Setting up more than 18 GPU Instances on Azure using VMs or Containers
I have been getting a number of questions around the availability of Azure N Series GPU
at present we have two SKUs NC (GPU Compute}_ and NV (GPU Visualisation)
This blog explains the differences between the SKUs and where NC vs NV hardware instances should be used https://blogs.msdn.microsoft.com/uk_faculty_connection/2017/01/10/azure-cloud-gpu-for-datascience-and-academic-activities-such-as-cloud-rendering/
DataCenter & OS Availability
For NV machines (visualization): OS Availability- Windows Server 2016 or Windows Server 2012 R2
Region Availability – South Central US, West EU, South East Asia
For NC machines (compute):
OS Availability- Windows Server 2016, Windows Server 2012 R2 or Ubuntu 16.04 LTS
Region Availability – South Central US, East US
Getting Started
– You should choose HDD and not SSD
– You should install the necessary GPU drivers all documentation is available here: /en-us/azure/virtual-machines/virtual-machines-windows-n-series-driver-setup and /en-us/azure/virtual-machines/virtual-machines-linux-n-series-driver-setup
Capacity Restriction
In regards to provisioning at present Azure GPU provision via portal.azure.com is set to a maximum of 18 Instances. If you require more Instances, the following is a quick overview of the steps you should take.
Provisioning Process.
Step 1. You make a provisioning request on Azure via the Azure Portal https://portal.azure.com , so you simply try to create the VM.
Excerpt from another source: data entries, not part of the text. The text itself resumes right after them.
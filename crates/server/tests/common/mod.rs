//! # Common Test Utilities
//!
//! Shared test infrastructure: an in-memory database with the full schema
//! applied, application state with a scratch content store, and fixture
//! builders for users, teams and projects.

use std::sync::Once;

use base64::Engine;
use entity::sea_orm_active_enums::UserRole;
use migration::{Migrator, MigratorTrait as _};
use sea_orm::{ActiveModelTrait, ConnectOptions, Database, Set};
use server::{auth::jwt::JwtConfig, middleware::auth::Principal, storage::ContentStore, AppState};

/// Initialize test logging (run once per test session)
static INIT: Once = Once::new();

/// Initialize test environment including structured logging
pub fn init_test_env() {
    INIT.call_once(|| {
        let _ = tracing_subscriber::fmt()
            .with_test_writer()
            .with_max_level(tracing::Level::DEBUG)
            .try_init();
    });
}

/// A fully wired application state over an isolated in-memory database.
///
/// The content store lives in a scratch directory that is removed when the
/// value drops.
pub struct TestApp {
    pub state: AppState,
    _storage:  tempfile::TempDir,
}

impl TestApp {
    /// Create a new test application.
    ///
    /// Connects to `sqlite::memory:` (or `DATABASE_URL` when set) and runs
    /// all migrations. A single pooled connection keeps every query on the
    /// same in-memory database.
    pub async fn new() -> Self {
        init_test_env();

        let url = std::env::var("DATABASE_URL").unwrap_or_else(|_| "sqlite::memory:".to_string());
        let mut options = ConnectOptions::new(url);
        options.max_connections(1);

        let db = Database::connect(options)
            .await
            .expect("Failed to connect to test database");

        Migrator::up(&db, None)
            .await
            .expect("Failed to run migrations");

        let storage_dir = tempfile::tempdir().expect("Failed to create scratch storage dir");

        let state = AppState {
            db,
            jwt_config: test_jwt_config(),
            storage: ContentStore::new(storage_dir.path()),
        };

        Self {
            state,
            _storage: storage_dir,
        }
    }
}

/// JWT configuration with a fixed test secret.
pub fn test_jwt_config() -> JwtConfig {
    let secret = "integration-test-secret-at-least-32-bytes";
    JwtConfig {
        secret:             base64::engine::general_purpose::STANDARD.encode(secret),
        expiration_seconds: 3600,
        issuer:             "capstone-identity".to_string(),
    }
}

/// Insert a user and return its model.
pub async fn create_user(state: &AppState, email: &str, name: &str, role: UserRole) -> entity::users::Model {
    entity::users::ActiveModel {
        email: Set(email.to_string()),
        full_name: Set(name.to_string()),
        role: Set(role),
        department: Set(Some("CS".to_string())),
        year: Set(Some("4".to_string())),
        skills: Set(None),
        interests: Set(None),
        availability: Set(None),
        created_at: Set(chrono::Utc::now()),
        ..Default::default()
    }
    .insert(&state.db)
    .await
    .expect("Failed to insert user")
}

/// Insert a student.
pub async fn create_student(state: &AppState, email: &str, name: &str) -> entity::users::Model {
    create_user(state, email, name, UserRole::Student).await
}

/// Insert a professor.
pub async fn create_professor(state: &AppState, email: &str, name: &str) -> entity::users::Model {
    create_user(state, email, name, UserRole::Professor).await
}

/// Build a principal acting as the given user.
pub fn principal_for(user: &entity::users::Model) -> Principal {
    Principal {
        id:   user.id,
        role: user.role.clone(),
    }
}

/// A date `days` from today, formatted YYYY-MM-DD.
pub fn date_from_today(days: i64) -> String {
    (chrono::Utc::now().date_naive() + chrono::Duration::days(days)).to_string()
}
Step 2. You will initially get a failure as the maximum number of NC24 is 20 Instances this places your request in a hold so please don’t allocate without letting me know anything over 18 instances
The error is "Operation results in exceeding quota limits of Core. Maximum allowed: 20, Current in use: 18," when trying to allocate the VMs in South Central US
Step 3. You will receive an email within 24 hours from the provision team look at the request and generally get in touch to confirm this wasn’t a mistake as NC series are costly.
To request a quota increase, you must open a Support Request with Microsoft. Load the Microsoft Azure Portal and click the question mark icon in the upper-right corner to get started.
The email you receive may from an alias or one of the provisioning team directly but it will be titled like this
RE: [REG:XXXXXXXX (is a number)] Quota request - Cores Initial Response
Information you need to submit
If you require over 18 Instances for your courses its always good to be clear to what these are being used for
The Azure Region you wish to deploy this to
Course Name/Title.
Requirement Number of Instances x Type of GPU Instance i.e. 20 x NC6 server instances and specification of available services and costs are below
What will the GPU be used for
i.e GPU Cores for use within Deep Learning curriculum
Course Codes:
Course Title: i.e Data Analysis and Probabilistic Inference
Course begin date: i.e. 16/1/17
Course end date: i.e 1/4/17 Number of participating students: 120 Profile of students: 4th-year machine learning students (undergraduate)
Proposed MS Azure utilisation in support of course teaching: estimated 880 hours of teaching utilisation be mindful of the costs which will be charged to your Azure Subscriptions
So in this example you have 20 x NC6 for 880 hrs per instance so 17,600 hours (733 days) of compute at $0.90 per hr = $15,840 charge to your Azure Subscription
Number of Students i.e. 125
What will students be doing i.e. SSH for Students Approx 3 students per NC6
The provisioning team then check with the capacity team to see if a pre auth has been given for you and for the details above they then pass/fail the request this and your machine can be provisioned.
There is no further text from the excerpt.